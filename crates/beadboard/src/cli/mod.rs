//! CLI argument parsing and command dispatch.
//!
//! # Commands
//!
//! - `repos`: List discovered repositories with status counts
//! - `issues`: List issues across repositories with optional filters
//! - `graph`: Show the dependency graph
//! - `metrics`: Show overall and per-repository metrics
//!
//! # Global Flags
//!
//! - `--json`: Output the JSON contract instead of text
//! - `--config FILE`: Read scan roots and API settings from a YAML file
//!
//! # Example
//!
//! ```bash
//! beadboard --root ~/code repos
//! beadboard --root ~/code --root ~/work issues --status open --ready
//! beadboard --github --json metrics
//! ```

mod args;
mod execute;
mod types;

use anyhow::Result;
use clap::{Parser, Subcommand};
use std::path::PathBuf;

pub use args::{GraphArgs, IssuesArgs, MetricsArgs, ReposArgs, SourceArgs};
pub use types::IssueStatusArg;

use crate::app::{App, SourceSelection};
use crate::config::Config;
use crate::output::OutputMode;

/// Beadboard - issue dashboards across many repositories
///
/// Finds every repository carrying a `.beads/issues.jsonl` export, either on
/// disk or on GitHub, and reports on all of their issues together.
#[derive(Parser, Debug)]
#[command(name = "beadboard")]
#[command(author, version, about, long_about = None)]
#[command(propagate_version = true)]
pub struct Cli {
    /// Output in JSON format for programmatic use
    #[arg(long, global = true)]
    pub json: bool,

    /// Configuration file (YAML)
    #[arg(long, global = true, value_name = "FILE")]
    pub config: Option<PathBuf>,

    /// Repository source selection
    #[command(flatten)]
    pub source: SourceArgs,

    /// Subcommand to execute
    #[command(subcommand)]
    pub command: Option<Commands>,
}

/// Available commands
#[derive(Subcommand, Debug, Clone)]
pub enum Commands {
    /// List repositories
    ///
    /// Shows each repository's location, prefix, and issue counts by status.
    Repos(ReposArgs),

    /// List issues with optional filters
    ///
    /// Every issue is tagged with the repository it came from. `--ready`
    /// keeps open issues whose blockers are all closed or not loaded.
    Issues(IssuesArgs),

    /// Show the dependency graph
    ///
    /// Edges point from the prerequisite to the dependent issue.
    Graph(GraphArgs),

    /// Show issue metrics
    ///
    /// Status, priority, and type histograms plus ready counts, overall and
    /// per repository.
    Metrics(MetricsArgs),
}

impl Cli {
    /// Parse CLI arguments from command line
    #[must_use]
    pub fn parse_args() -> Self {
        <Self as Parser>::parse()
    }

    /// Parse CLI arguments from an iterator (for testing)
    ///
    /// # Errors
    ///
    /// Returns the clap error for invalid arguments.
    pub fn try_parse_from<I, T>(iter: I) -> std::result::Result<Self, clap::Error>
    where
        I: IntoIterator<Item = T>,
        T: Into<std::ffi::OsString> + Clone,
    {
        <Self as Parser>::try_parse_from(iter)
    }

    /// The loader the arguments select
    #[must_use]
    pub fn source_selection(&self) -> SourceSelection {
        if self.source.github {
            SourceSelection::GitHub {
                token: self.source.token.clone(),
            }
        } else {
            SourceSelection::Filesystem {
                roots: self.source.roots.clone(),
                max_depth: self.source.max_depth,
            }
        }
    }

    async fn load_config(&self) -> Result<Config> {
        Ok(match &self.config {
            Some(path) => Config::load(path).await?,
            None => Config::default(),
        })
    }

    /// Execute the CLI command
    ///
    /// # Errors
    ///
    /// Fails on an unreadable config file, a missing source, or a rejected
    /// credential. Skipped repositories are reported, not returned as errors.
    pub async fn execute(&self) -> Result<()> {
        let output_mode = if self.json {
            OutputMode::Json
        } else {
            OutputMode::Text
        };

        let Some(command) = &self.command else {
            println!("Beadboard multi-repository issue dashboard");
            println!("Use --help for more information");
            return Ok(());
        };

        let config = self.load_config().await?;
        let app = App::from_selection(self.source_selection(), &config)?;

        match command {
            Commands::Repos(args) => execute::execute_repos(&app, args, output_mode).await,
            Commands::Issues(args) => execute::execute_issues(&app, args, output_mode).await,
            Commands::Graph(args) => execute::execute_graph(&app, args, output_mode).await,
            Commands::Metrics(args) => execute::execute_metrics(&app, args, output_mode).await,
        }
    }
}
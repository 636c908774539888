//! Configuration for beadboard.
//!
//! Scan roots and remote API settings are always passed in explicitly; the
//! loaders never consult the process environment or guess at home-directory
//! conventions. The CLI builds a [`Config`] from an optional YAML file and
//! then applies command-line overrides on top.
//!
//! ```yaml
//! scan:
//!   roots: [/home/me/code]
//!   max-depth: 5
//! remote:
//!   api-url: https://api.github.com
//!   per-page: 100
//!   concurrency: 8
//!   timeout-secs: 30
//! ```

use crate::error::{Error, Result};
use serde::{Deserialize, Serialize};
use std::path::{Path, PathBuf};
use std::time::Duration;
use tokio::fs;

/// Default maximum directory depth below each scan root
pub const DEFAULT_MAX_DEPTH: usize = 5;

/// Default base URL of the hosted source-control API
pub const DEFAULT_API_URL: &str = "https://api.github.com";

/// Largest page size the repository listing endpoint accepts
pub const MAX_PER_PAGE: u32 = 100;

/// Default number of repositories probed at once by the remote loader
pub const DEFAULT_CONCURRENCY: usize = 8;

/// Top-level configuration
#[derive(Debug, Clone, Default, PartialEq, Eq, Serialize, Deserialize)]
#[serde(default, rename_all = "kebab-case")]
pub struct Config {
    /// Filesystem scan settings
    pub scan: ScanConfig,

    /// Remote API settings
    pub remote: RemoteConfig,
}

/// Filesystem scan settings
#[derive(Debug, Clone, PartialEq, Eq, Serialize, Deserialize)]
#[serde(default, rename_all = "kebab-case")]
pub struct ScanConfig {
    /// Root directories to search for repositories
    pub roots: Vec<PathBuf>,

    /// How many directory levels below a root to descend
    pub max_depth: usize,
}

impl Default for ScanConfig {
    fn default() -> Self {
        Self {
            roots: Vec::new(),
            max_depth: DEFAULT_MAX_DEPTH,
        }
    }
}

/// Remote API settings
#[derive(Debug, Clone, PartialEq, Eq, Serialize, Deserialize)]
#[serde(default, rename_all = "kebab-case")]
pub struct RemoteConfig {
    /// Base URL of the API
    pub api_url: String,

    /// Page size for repository enumeration (capped at [`MAX_PER_PAGE`])
    pub per_page: u32,

    /// Number of repositories probed concurrently
    pub concurrency: usize,

    /// Per-repository timeout in seconds; no timeout when absent
    pub timeout_secs: Option<u64>,
}

impl Default for RemoteConfig {
    fn default() -> Self {
        Self {
            api_url: DEFAULT_API_URL.to_string(),
            per_page: MAX_PER_PAGE,
            concurrency: DEFAULT_CONCURRENCY,
            timeout_secs: None,
        }
    }
}

impl RemoteConfig {
    /// Page size clamped to what the API accepts
    #[must_use]
    pub fn effective_per_page(&self) -> u32 {
        self.per_page.clamp(1, MAX_PER_PAGE)
    }

    /// Per-repository timeout, if configured
    #[must_use]
    pub fn timeout(&self) -> Option<Duration> {
        self.timeout_secs.map(Duration::from_secs)
    }
}

impl Config {
    /// Load configuration from a YAML file
    ///
    /// # Errors
    ///
    /// Returns `Error::Io` if the file cannot be read and `Error::Config` if it
    /// is not valid configuration YAML.
    pub async fn load(path: &Path) -> Result<Self> {
        let content = fs::read_to_string(path).await?;
        Self::from_yaml(&content)
    }

    /// Parse configuration from YAML text
    ///
    /// # Errors
    ///
    /// Returns `Error::Config` if the text is not valid configuration YAML.
    pub fn from_yaml(content: &str) -> Result<Self> {
        if content.trim().is_empty() {
            return Ok(Self::default());
        }
        serde_yaml::from_str(content).map_err(|e| Error::Config(e.to_string()))
    }
}
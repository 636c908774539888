//! Remote API loader.
//!
//! Enumerates every repository visible to a credential, probes each for a
//! `.beads` directory at its root, and parses the `issues.jsonl` it finds
//! there with the same per-line rule as the filesystem loader.
//!
//! The HTTP details live behind the [`ContentApi`] trait; [`GitHubClient`]
//! is the production implementation.
//!
//! # Ordering and Fault Isolation
//!
//! Repositories are probed concurrently through an ordered stream, so the
//! resulting `repositories` list follows the enumeration order no matter
//! which request finishes first. Each repository's work is its own failure
//! boundary: an error or timeout turns into a [`Skipped`] entry and never
//! cancels the siblings.

mod github;

pub use github::{AccessToken, GitHubClient};

use super::{
    ISSUES_FILE_NAME, LoadReport, MARKER_DIR_NAME, RepositorySource, Skipped, line_skips,
    prefix_from_entries,
};
use crate::config::{DEFAULT_CONCURRENCY, RemoteConfig};
use crate::domain::{Issue, MultiRepoData, Repository};
use crate::error::{Error, Result, SkipReason};
use async_trait::async_trait;
use beadboard_jsonl::{Warning, parse_jsonl_resilient};
use futures::stream::{self, StreamExt};
use std::time::Duration;
use tracing::{debug, info, warn};

/// A repository as reported by the remote enumeration call.
#[derive(Debug, Clone, PartialEq, Eq)]
pub struct RemoteRepository {
    /// Owning account
    pub owner: String,

    /// Repository name
    pub name: String,

    /// Web URL of the repository
    pub html_url: String,
}

impl RemoteRepository {
    /// `owner/name`
    #[must_use]
    pub fn full_name(&self) -> String {
        format!("{}/{}", self.owner, self.name)
    }
}

/// The subset of a hosted source-control API the remote loader needs.
#[async_trait]
pub trait ContentApi: Send + Sync {
    /// List every repository the credential can see, most recently updated first.
    ///
    /// # Errors
    ///
    /// Must return [`Error::Unauthorized`] when the credential is rejected.
    async fn list_repositories(&self) -> Result<Vec<RemoteRepository>>;

    /// Names of the entries in a directory, or `None` if the path is not a directory.
    async fn list_directory(
        &self,
        repo: &RemoteRepository,
        path: &str,
    ) -> Result<Option<Vec<String>>>;

    /// Decoded text of a file, or `None` if the file does not exist.
    async fn fetch_text(&self, repo: &RemoteRepository, path: &str) -> Result<Option<String>>;
}

/// Loads repositories through a [`ContentApi`].
#[derive(Debug, Clone)]
pub struct RemoteSource<C> {
    api: C,
    concurrency: usize,
    timeout: Option<Duration>,
}

impl<C: ContentApi> RemoteSource<C> {
    /// Create a source with default concurrency and no timeout.
    pub fn new(api: C) -> Self {
        Self {
            api,
            concurrency: DEFAULT_CONCURRENCY,
            timeout: None,
        }
    }

    /// Create a source from remote configuration.
    pub fn from_config(api: C, config: &RemoteConfig) -> Self {
        let source = Self::new(api).with_concurrency(config.concurrency);
        match config.timeout() {
            Some(timeout) => source.with_timeout(timeout),
            None => source,
        }
    }

    /// Set how many repositories are probed at once (at least one).
    #[must_use]
    pub fn with_concurrency(mut self, concurrency: usize) -> Self {
        self.concurrency = concurrency.max(1);
        self
    }

    /// Give up on a repository after `timeout`.
    #[must_use]
    pub fn with_timeout(mut self, timeout: Duration) -> Self {
        self.timeout = Some(timeout);
        self
    }

    async fn load_within_timeout(
        &self,
        repo: &RemoteRepository,
    ) -> std::result::Result<(Repository, Vec<Warning>), SkipReason> {
        match self.timeout {
            Some(limit) => tokio::time::timeout(limit, self.load_repository(repo))
                .await
                .unwrap_or(Err(SkipReason::TimedOut(limit))),
            None => self.load_repository(repo).await,
        }
    }

    async fn load_repository(
        &self,
        repo: &RemoteRepository,
    ) -> std::result::Result<(Repository, Vec<Warning>), SkipReason> {
        let entries = self
            .api
            .list_directory(repo, MARKER_DIR_NAME)
            .await?
            .ok_or(SkipReason::NoMarkerDirectory)?;

        if !entries.iter().any(|name| name == ISSUES_FILE_NAME) {
            return Err(SkipReason::MissingIssueFile);
        }

        let issues_path = format!("{MARKER_DIR_NAME}/{ISSUES_FILE_NAME}");
        let content = self
            .api
            .fetch_text(repo, &issues_path)
            .await?
            .ok_or(SkipReason::MissingIssueFile)?;

        let (issues, warnings) = parse_jsonl_resilient::<Issue>(&content);
        let prefix = prefix_from_entries(entries.iter().map(String::as_str), &repo.name);

        debug!(
            repository = %repo.full_name(),
            issues = issues.len(),
            dropped_lines = warnings.len(),
            "Loaded remote repository"
        );

        Ok((
            Repository {
                name: repo.name.clone(),
                path: repo.html_url.clone(),
                db_path: format!("{}/{MARKER_DIR_NAME}", repo.html_url),
                prefix,
                issues,
            },
            warnings,
        ))
    }
}

#[async_trait]
impl<C: ContentApi> RepositorySource for RemoteSource<C> {
    fn describe(&self) -> String {
        "remote repository API".to_string()
    }

    async fn load(&self) -> Result<LoadReport> {
        let remote_repos = match self.api.list_repositories().await {
            Ok(repos) => repos,
            Err(Error::Unauthorized(message)) => return Err(Error::Unauthorized(message)),
            Err(e) => {
                warn!(error = %e, "Repository enumeration failed");
                return Ok(LoadReport {
                    data: MultiRepoData::default(),
                    skipped: vec![Skipped::new(
                        self.describe(),
                        SkipReason::EnumerationFailed(e.to_string()),
                    )],
                });
            }
        };
        debug!(count = remote_repos.len(), "Enumerated remote repositories");

        // `buffered` yields in input order regardless of completion order.
        let pending: Vec<_> = remote_repos
            .iter()
            .map(|repo| self.load_within_timeout(repo))
            .collect();
        let outcomes: Vec<_> = stream::iter(pending)
            .buffered(self.concurrency)
            .collect()
            .await;

        let mut repositories = Vec::new();
        let mut skipped = Vec::new();
        for (remote, outcome) in remote_repos.iter().zip(outcomes) {
            let location = remote.full_name();
            match outcome {
                Ok((repository, warnings)) => {
                    skipped.extend(line_skips(&location, warnings));
                    repositories.push(repository);
                }
                Err(SkipReason::NoMarkerDirectory) => {
                    debug!(repository = %location, "No marker directory");
                    skipped.push(Skipped::new(location, SkipReason::NoMarkerDirectory));
                }
                Err(reason) => {
                    warn!(repository = %location, %reason, "Skipping remote repository");
                    skipped.push(Skipped::new(location, reason));
                }
            }
        }

        let data = MultiRepoData::from_repositories(repositories);
        info!(
            repositories = data.repositories.len(),
            issues = data.all_issues.len(),
            skipped = skipped.len(),
            "Remote load complete"
        );

        Ok(LoadReport { data, skipped })
    }
}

- **Exercise**
Report back each line in the material above that contains the string "concurrently".

- **Exercise output**
    /// Number of repositories probed concurrently
//! Repositories are probed concurrently through an ordered stream, so the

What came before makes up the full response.